Il arrivait néanmoins encore en ce temps-là d’en croiser quelques-uns sur les marchés, grappillant çà et là quelques légumes tombés au sol.

 

Comme cela ne suffisait pas, et afin de limiter au maximum les déplacements des seniors, on avait alors mis en place pour les bus de la RATP un système sophistiqué d’horaires imprévisibles et aléatoires, tout en diminuant le nombre de places assises et en faisant suivre aux conducteurs une formation spéciale à la conduite saccadée.

Quant au métro, une conception ingénieuse, consistant à obliger l’usager à descendre 30 marches, marcher 20 mètres pour descendre à nouveau 20 marches, puis en remonter 10, les redescendre en courant pour attraper le métro avait été suffisante pour se débarrasser définitivement du valétudinaire débutant ou du cacochyme confirmé.

 

L’heure était aux déplacements ludiques et décarbonés, comme le disait la communication officielle de la Mairie de Paris : trottinettes, scooters, vélos ou mono-roues. Les membres de la « Coalition pour le Bien et le Bon Ecologique Démocratique et Populaire », à la tête de la ville, en avait profité pour mettre en place pour chaque habitant un IMA, ou Indice de Mobilité Apaisée.

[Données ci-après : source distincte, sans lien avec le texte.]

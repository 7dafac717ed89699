use clap::{Args, Parser, Subcommand};
use reqwest::{Client, RequestBuilder};
use serde_json::{json, Value};

#[derive(Parser)]
#[command(name = "gateway-cli")]
#[command(about = "Command-line client for the ledger gateway API", long_about = None)]
struct Cli {
    #[arg(short, long, default_value = "http://localhost:8080")]
    url: String,

    #[command(subcommand)]
    command: Commands,
}

#[derive(Args)]
struct Transaction {
    #[arg(long)]
    channel: String,
    #[arg(long)]
    ccid: String,
    /// Chaincode function name
    #[arg(long = "fn")]
    method: String,
    #[arg(long)]
    org: String,
    #[arg(long)]
    invoker_role: String,
    /// Positional chaincode arguments; values that parse as JSON are sent as JSON
    args: Vec<String>,
}

#[derive(Args)]
struct Caller {
    #[arg(long)]
    org: String,
    #[arg(long)]
    user_id: String,
}

#[derive(Subcommand)]
enum Commands {
    /// Submit a chaincode transaction
    Invoke(Transaction),
    /// Evaluate a chaincode query
    Query(Transaction),
    /// Force ledger client initialization
    Init,
    /// List joined channels
    Channels(Caller),
    /// List installed chaincodes
    Installed(Caller),
    /// List chaincodes instantiated on a channel
    Instantiated {
        #[command(flatten)]
        caller: Caller,
        #[arg(long)]
        channel_id: String,
    },
    /// Fetch a block by number
    Block {
        #[command(flatten)]
        caller: Caller,
        #[arg(long)]
        channel_id: String,
        #[arg(long)]
        block_num: u64,
    },
    /// Fetch a transaction by id
    Trxn {
        #[command(flatten)]
        caller: Caller,
        #[arg(long)]
        channel_id: String,
        #[arg(long)]
        trxn_id: String,
    },
    /// Check gateway liveness
    Health,
}

impl Transaction {
    fn body(&self) -> Value {
        let args: Vec<Value> = self
            .args
            .iter()
            .map(|a| serde_json::from_str(a).unwrap_or_else(|_| Value::String(a.clone())))
            .collect();
        json!({
            "channel": self.channel,
            "ccid": self.ccid,
            "fn": self.method,
            "org": self.org,
            "invokerRole": self.invoker_role,
            "args": args,
        })
    }
}

impl Caller {
    fn params(&self) -> Vec<(&'static str, String)> {
        vec![("org", self.org.clone()), ("userId", self.user_id.clone())]
    }
}

#[tokio::main]
async fn main() -> Result<(), Box<dyn std::error::Error>> {
    let cli = Cli::parse();
    let client = Client::new();
    let base = cli.url.trim_end_matches('/');

    let request: RequestBuilder = match cli.command {
        Commands::Invoke(tx) => client.post(format!("{base}/invoke")).json(&tx.body()),
        Commands::Query(tx) => client.post(format!("{base}/query")).json(&tx.body()),
        Commands::Init => client.put(format!("{base}/init")),
        Commands::Channels(caller) => client.get(format!("{base}/channels")).query(&caller.params()),
        Commands::Installed(caller) => client
            .get(format!("{base}/chaincodes/installed"))
            .query(&caller.params()),
        Commands::Instantiated { caller, channel_id } => {
            let mut params = caller.params();
            params.push(("channelId", channel_id));
            client.get(format!("{base}/chaincodes/instantiated")).query(&params)
        }
        Commands::Block { caller, channel_id, block_num } => {
            let mut params = caller.params();
            params.push(("channelId", channel_id));
            params.push(("blockNum", block_num.to_string()));
            client.get(format!("{base}/block")).query(&params)
        }
        Commands::Trxn { caller, channel_id, trxn_id } => {
            let mut params = caller.params();
            params.push(("channelId", channel_id));
            params.push(("trxnId", trxn_id));
            client.get(format!("{base}/trxn")).query(&params)
        }
        Commands::Health => client.get(format!("{base}/health")),
    };

    print_response(request.send().await?).await
}

async fn print_response(res: reqwest::Response) -> Result<(), Box<dyn std::error::Error>> {
    let status = res.status();
    let text = res.text().await?;
    let rendered = match serde_json::from_str::<Value>(&text) {
        Ok(json) => serde_json::to_string_pretty(&json)?,
        Err(_) => text,
    };
    if status.is_success() {
        println!("{rendered}");
    } else {
        eprintln!("Error: gateway returned status {status}");
        eprintln!("{rendered}");
        std::process::exit(1);
    }
    Ok(())
}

Les systèmes de locations de vélos ou de recharge des trottinettes électriques calculaient pour chaque individu le temps d’utilisation de ces moyens de transport recommandés, et ajoutaient des points à cet indice. En revanche, l’achat de ticket de stationnement, de carburant ou l’utilisation de taxi ou de VTC venaient le diminuer d’autant. Le paiement obligatoire par carte de crédit, mis en place dans les années 2030, avait rendu possible la centralisation informatique de toutes ces données à laquelle personne ne pouvait désormais échapper.

 

Pierre le savait : l’âge, mais aussi les douleurs qui subsistaient encore de son ancien accident, puis ses chutes de vélo avait fait baisser son IMA de manière dangereuse durant cette dernière année, en lui faisant préférer sa voiture ou le taxi pour ses déplacements.

La lettre de la mairie lui apprenait aujourd’hui qu’il était passé au-dessous des 50 points nécessaires pour demeurer citoyen parisien.

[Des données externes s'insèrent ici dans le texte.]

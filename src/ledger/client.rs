//! Ledger client capability.
//!
//! The gateway never talks to peers or orderers itself. Everything it needs
//! from the ledger network goes through [`LedgerClient`]; how a client is
//! built is the business of a [`LedgerClientFactory`].

use async_trait::async_trait;
use futures_util::stream::BoxStream;
use serde_json::Value;
use std::sync::Arc;

use crate::config::LedgerConfig;
use crate::ledger::types::{ChainCodeResult, LedgerResult, PeerEvent, TransactionRequest};

/// Stream of events produced by a block-event registration.
///
/// The stream ending is treated the same as a `PeerEvent::Disconnected`.
pub type BlockEventStream = BoxStream<'static, PeerEvent>;

/// Asynchronous capability interface to the ledger network.
///
/// Implementations must be safe for concurrent use: once initialized, a
/// client is shared by every in-flight request without further locking.
/// `query` and the introspection getters return raw upstream values; shape
/// normalization happens in the dispatch layer.
#[async_trait]
pub trait LedgerClient: Send + Sync {
    /// Connect and load credentials. `Ok(false)` means a clean refusal.
    async fn init(&self) -> LedgerResult<bool>;

    /// Subscribe to block commits.
    async fn register_for_block_event(&self) -> LedgerResult<BlockEventStream>;

    async fn invoke_transaction(&self, request: &TransactionRequest) -> LedgerResult<ChainCodeResult>;

    async fn query(&self, request: &TransactionRequest) -> LedgerResult<Value>;

    async fn get_channel_details(&self, org: &str, user_id: &str) -> LedgerResult<Value>;

    async fn get_installed_chaincode(&self, org: &str, user_id: &str) -> LedgerResult<Value>;

    async fn get_instantiated_chaincodes(
        &self,
        channel_id: &str,
        org: &str,
        user_id: &str,
    ) -> LedgerResult<Value>;

    async fn get_block_details(
        &self,
        block_number: u64,
        channel_id: &str,
        org: &str,
        user_id: &str,
    ) -> LedgerResult<Value>;

    async fn get_trxn_details(
        &self,
        trxn_id: &str,
        channel_id: &str,
        org: &str,
        user_id: &str,
    ) -> LedgerResult<Value>;
}

/// Fixed file locations a client is constructed from.
#[derive(Debug, Clone, PartialEq, Eq)]
pub struct ClientPaths {
    /// Network topology file.
    pub network_config: String,
    /// Credential store directory.
    pub credential_store: String,
    /// User credential file.
    pub user_credentials: String,
}

impl From<&LedgerConfig> for ClientPaths {
    fn from(config: &LedgerConfig) -> Self {
        Self {
            network_config: config.network_config_path.clone(),
            credential_store: config.credential_store_path.clone(),
            user_credentials: config.user_credential_path.clone(),
        }
    }
}

/// Builds (but does not initialize) ledger clients.
pub trait LedgerClientFactory: Send + Sync {
    fn build(&self, paths: &ClientPaths) -> LedgerResult<Arc<dyn LedgerClient>>;
}

impl<F> LedgerClientFactory for F
where
    F: Fn(&ClientPaths) -> LedgerResult<Arc<dyn LedgerClient>> + Send + Sync,
{
    fn build(&self, paths: &ClientPaths) -> LedgerResult<Arc<dyn LedgerClient>> {
        self(paths)
    }
}
//! OS signal handling.

/// Resolve on Ctrl+C, or SIGTERM on Unix.
pub async fn shutdown_signal() {
    let ctrl_c = async {
        if let Err(e) = tokio::signal::ctrl_c().await {
            tracing::error!(error = %e, "Failed to install Ctrl+C handler");
            std::future::pending::<()>().await;
        }
    };

    #[cfg(unix)]
    let terminate = async {
        match tokio::signal::unix::signal(tokio::signal::unix::SignalKind::terminate()) {
            Ok(mut signal) => {
                signal.recv().await;
            }
            Err(e) => {
                tracing::error!(error = %e, "Failed to install SIGTERM handler");
                std::future::pending::<()>().await;
            }
        }
    };

    #[cfg(not(unix))]
    let terminate = std::future::pending::<()>();

    tokio::select! {
        _ = ctrl_c => {},
        _ = terminate => {},
    }
    tracing::info!("Shutdown signal received");
}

Il consommait désormais plus de carburants fossiles qu’il n’était permis et devait quitter la capitale.

 

Calquée sur le modèle de lutte contre l’immigration des années 2000, et en relation avec la préfecture de Paris, cette lettre lui signifiait son OQTP (Obligation de Quitter le Territoire Parisien), assortie d’un APRP (Arrêté Préfectoral de Reconduite au Périphérique). La reconduite serait effective au solstice d’été, soit le 21 juin prochain. Il lui restait donc six mois pour tout organiser.

 

 

 

 

 

Les six mois étaient passés très vite. Il avait tout d’abord fallu que Pierre se débarrasse de tout le contenu de l’appartement qu’il devait désormais quitter.

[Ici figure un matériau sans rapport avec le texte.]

//! Connected subscriber tracking, fan-out and liveness.
//!
//! Each subscriber owns a bounded outbound queue drained by its writer task.
//! Broadcasts never block on a slow consumer: when a queue is full the new
//! frame is dropped for that subscriber only.
//!
//! Liveness uses a missed-probe counter. Every heartbeat sweep increments it
//! and sends a ping; any pong or inbound frame resets it to zero. Once the
//! counter reaches `max_missed_probes` the subscriber is dead and is removed
//! by the next broadcast or sweep.

use dashmap::DashMap;
use std::sync::atomic::{AtomicBool, AtomicU32, AtomicU64, Ordering};
use std::sync::Arc;
use std::time::Instant;
use tokio::sync::mpsc::{self, error::TrySendError};
use tokio::sync::Notify;
use uuid::Uuid;

use crate::ledger::BlockEvent;
use crate::observability::metrics;
use crate::relay::envelope::MessageResponse;

/// Frame queued for a subscriber's writer task.
#[derive(Debug, Clone, PartialEq)]
pub enum Outbound {
    Text(Arc<str>),
    Ping,
}

/// One connected consumer.
#[derive(Debug)]
pub struct Subscriber {
    id: Uuid,
    tx: mpsc::Sender<Outbound>,
    missed_probes: AtomicU32,
    max_missed_probes: u32,
    dropped: AtomicU64,
    closed: AtomicBool,
    close_notify: Notify,
    connected_at: Instant,
}

impl Subscriber {
    pub fn id(&self) -> Uuid {
        self.id
    }

    /// Record a sign of life: a pong or any inbound frame.
    pub fn mark_alive(&self) {
        self.missed_probes.store(0, Ordering::Relaxed);
    }

    pub fn is_alive(&self) -> bool {
        self.missed_probes.load(Ordering::Relaxed) < self.max_missed_probes
    }

    pub fn missed_probes(&self) -> u32 {
        self.missed_probes.load(Ordering::Relaxed)
    }

    /// Frames dropped because the outbound queue was full.
    pub fn dropped_frames(&self) -> u64 {
        self.dropped.load(Ordering::Relaxed)
    }

    /// Whether frames can still be delivered.
    pub fn is_open(&self) -> bool {
        !self.closed.load(Ordering::Acquire) && !self.tx.is_closed()
    }

    /// Queue a frame without waiting.
    pub fn send(&self, frame: Outbound) -> Result<(), TrySendError<Outbound>> {
        self.tx.try_send(frame)
    }

    /// Ask the connection tasks to terminate.
    pub fn close(&self) {
        if !self.closed.swap(true, Ordering::AcqRel) {
            self.close_notify.notify_waiters();
        }
    }

    /// Resolve once [`close`](Self::close) has been called.
    pub async fn closed(&self) {
        loop {
            let notified = self.close_notify.notified();
            if self.closed.load(Ordering::Acquire) {
                return;
            }
            notified.await;
        }
    }

    fn connected_for(&self) -> std::time::Duration {
        self.connected_at.elapsed()
    }
}

/// Outcome of fanning one event out.
#[derive(Debug, Default, Clone, Copy, PartialEq, Eq)]
pub struct BroadcastReport {
    pub delivered: usize,
    pub dropped: usize,
    pub evicted: usize,
}

/// Outcome of one heartbeat sweep.
#[derive(Debug, Default, Clone, Copy, PartialEq, Eq)]
pub struct SweepReport {
    pub probed: usize,
    pub evicted: usize,
}

/// The set of currently connected subscribers.
#[derive(Debug)]
pub struct SubscriberRegistry {
    subscribers: DashMap<Uuid, Arc<Subscriber>>,
    queue_capacity: usize,
    max_missed_probes: u32,
}

impl SubscriberRegistry {
    pub fn new(queue_capacity: usize, max_missed_probes: u32) -> Self {
        Self {
            subscribers: DashMap::new(),
            queue_capacity: queue_capacity.max(1),
            max_missed_probes: max_missed_probes.max(1),
        }
    }

    /// Admit a new subscriber.
    ///
    /// The connection-confirmation frame is queued before the subscriber
    /// becomes visible to broadcasts, so it is always the first frame out.
    pub fn register(&self) -> (Arc<Subscriber>, mpsc::Receiver<Outbound>) {
        let (tx, rx) = mpsc::channel(self.queue_capacity);
        let subscriber = Arc::new(Subscriber {
            id: Uuid::new_v4(),
            tx,
            missed_probes: AtomicU32::new(0),
            max_missed_probes: self.max_missed_probes,
            dropped: AtomicU64::new(0),
            closed: AtomicBool::new(false),
            close_notify: Notify::new(),
            connected_at: Instant::now(),
        });

        match MessageResponse::connection_established().to_json() {
            Ok(greeting) => {
                let _ = subscriber.send(Outbound::Text(greeting.into()));
            }
            Err(e) => tracing::error!(error = %e, "Failed to encode connection confirmation"),
        }

        self.subscribers.insert(subscriber.id, subscriber.clone());
        let count = self.subscribers.len();
        metrics::record_subscriber_count(count);
        tracing::info!(subscriber_id = %subscriber.id, subscribers = count, "Subscriber connected");
        (subscriber, rx)
    }

    /// Remove a subscriber that disconnected on its own.
    pub fn remove(&self, id: Uuid) -> Option<Arc<Subscriber>> {
        let removed = self.subscribers.remove(&id).map(|(_, s)| s);
        if let Some(subscriber) = &removed {
            subscriber.close();
            let count = self.subscribers.len();
            metrics::record_subscriber_count(count);
            tracing::info!(
                subscriber_id = %id,
                subscribers = count,
                connected_secs = subscriber.connected_for().as_secs(),
                dropped_frames = subscriber.dropped_frames(),
                "Subscriber disconnected"
            );
        }
        removed
    }

    pub fn len(&self) -> usize {
        self.subscribers.len()
    }

    pub fn is_empty(&self) -> bool {
        self.subscribers.is_empty()
    }

    pub fn contains(&self, id: Uuid) -> bool {
        self.subscribers.contains_key(&id)
    }

    /// Send a block event to every live subscriber.
    ///
    /// Dead or closed subscribers are evicted. A failure on one subscriber
    /// never prevents delivery to the others.
    pub fn broadcast(&self, block: &BlockEvent) -> BroadcastReport {
        let frame: Arc<str> = match MessageResponse::block_broadcast(block).to_json() {
            Ok(json) => json.into(),
            Err(e) => {
                tracing::error!(error = %e, "Failed to encode block event");
                return BroadcastReport::default();
            }
        };

        let mut report = BroadcastReport::default();
        let mut evictions = Vec::new();
        for entry in self.subscribers.iter() {
            let subscriber = entry.value();
            if !subscriber.is_alive() {
                evictions.push((subscriber.id, "unresponsive"));
                continue;
            }
            if !subscriber.is_open() {
                evictions.push((subscriber.id, "closed"));
                continue;
            }
            match subscriber.send(Outbound::Text(frame.clone())) {
                Ok(()) => report.delivered += 1,
                Err(TrySendError::Full(_)) => {
                    subscriber.dropped.fetch_add(1, Ordering::Relaxed);
                    report.dropped += 1;
                    metrics::record_dropped_frame();
                    tracing::warn!(subscriber_id = %subscriber.id, "Outbound queue full, dropping block event");
                }
                Err(TrySendError::Closed(_)) => {
                    tracing::warn!(subscriber_id = %subscriber.id, "Failed to deliver block event");
                    evictions.push((subscriber.id, "closed"));
                }
            }
        }

        // Removal happens after iteration; DashMap shards are read-locked above.
        report.evicted = self.evict_all(evictions);
        metrics::record_broadcast(report.delivered);
        report
    }

    /// One heartbeat pass: evict dead subscribers, probe the rest.
    pub fn sweep(&self) -> SweepReport {
        let mut report = SweepReport::default();
        let mut evictions = Vec::new();
        for entry in self.subscribers.iter() {
            let subscriber = entry.value();
            if !subscriber.is_alive() {
                evictions.push((subscriber.id, "unresponsive"));
                continue;
            }
            if !subscriber.is_open() {
                evictions.push((subscriber.id, "closed"));
                continue;
            }
            subscriber.missed_probes.fetch_add(1, Ordering::Relaxed);
            match subscriber.send(Outbound::Ping) {
                Ok(()) => report.probed += 1,
                // A backed-up subscriber still counts the probe as missed.
                Err(TrySendError::Full(_)) => {}
                Err(TrySendError::Closed(_)) => evictions.push((subscriber.id, "closed")),
            }
        }
        report.evicted = self.evict_all(evictions);
        report
    }

    /// Close and forget every subscriber.
    pub fn close_all(&self) {
        let ids: Vec<Uuid> = self.subscribers.iter().map(|e| *e.key()).collect();
        for id in ids {
            self.remove(id);
        }
    }

    fn evict_all(&self, evictions: Vec<(Uuid, &'static str)>) -> usize {
        let mut evicted = 0;
        for (id, reason) in evictions {
            if let Some((_, subscriber)) = self.subscribers.remove(&id) {
                subscriber.close();
                metrics::record_eviction(reason);
                tracing::info!(
                    subscriber_id = %id,
                    reason,
                    missed_probes = subscriber.missed_probes(),
                    "Subscriber evicted"
                );
                evicted += 1;
            }
        }
        if evicted > 0 {
            metrics::record_subscriber_count(self.subscribers.len());
        }
        evicted
    }
}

Ses livres, hérités en partie de son grand-père et de son père, puis complétés par ses lectures au cours du temps, n’avaient hélas aujourd’hui plus aucune valeur marchande, même si beaucoup d’entre eux étaient des éditions rares, pour la plupart épuisées chez l’éditeur… Plus personne n’avait l’envie, ni même l’idée d’acheter un livre en 2040. Il en avait donc vendu la quasi-totalité, au poids, à une fabrique de papier recyclé.

Quant à ses meubles anciens, ils étaient directement partis à la déchetterie, plus personne ne désirant non plus se meubler avec une armoire normande du 19ème siècle en chêne massif ou un bureau en merisier. D’ailleurs, menuisiers et ébénistes avaient déserté les faubourgs parisiens, remplacés depuis longtemps par des réparateurs de scooters et des vendeurs de vélos électriques.

Vendre son logement ensuite au tiers de sa valeur avait été un crève-cœur, mais les nombreux appartements qui se libéraient en raison de cette nouvelle politique avait beaucoup fait chuter les prix de l’immobilier.

 

Le plus long et difficile avait été de faire le tour de toutes ses connaissances pour leur dire adieu. Il le savait : lorsqu’il serait dans l’EHPASEC (Etablissement d’Hébergement de Personnes Agées en Surconsommation d’Energie Carbonée) qui lui avait été assigné à Bussy-Saint-Georges, il recevrait peu de visites. Il n’imaginait pas ses amis, dont beaucoup n’étaient plus très jeunes non plus, faire le trajet en trottinette ou en mono-roue, surtout à la mauvaise saison.

 

 

 

Et puis le 21 juin était arrivé. La Mairie ne souhaitant pas que ces départs se remarquent trop, il était convoqué à 20:00 à la Barrière du Trône, à côté de la place de la Nation, devant le pavillon d’octroi Sud.

La police à cheval de la P.S. (Protection des Seniors) était ensuite chargée de raccompagner les expulsés au-delà du périphérique, jusqu’aux portes de l’EHPASEC.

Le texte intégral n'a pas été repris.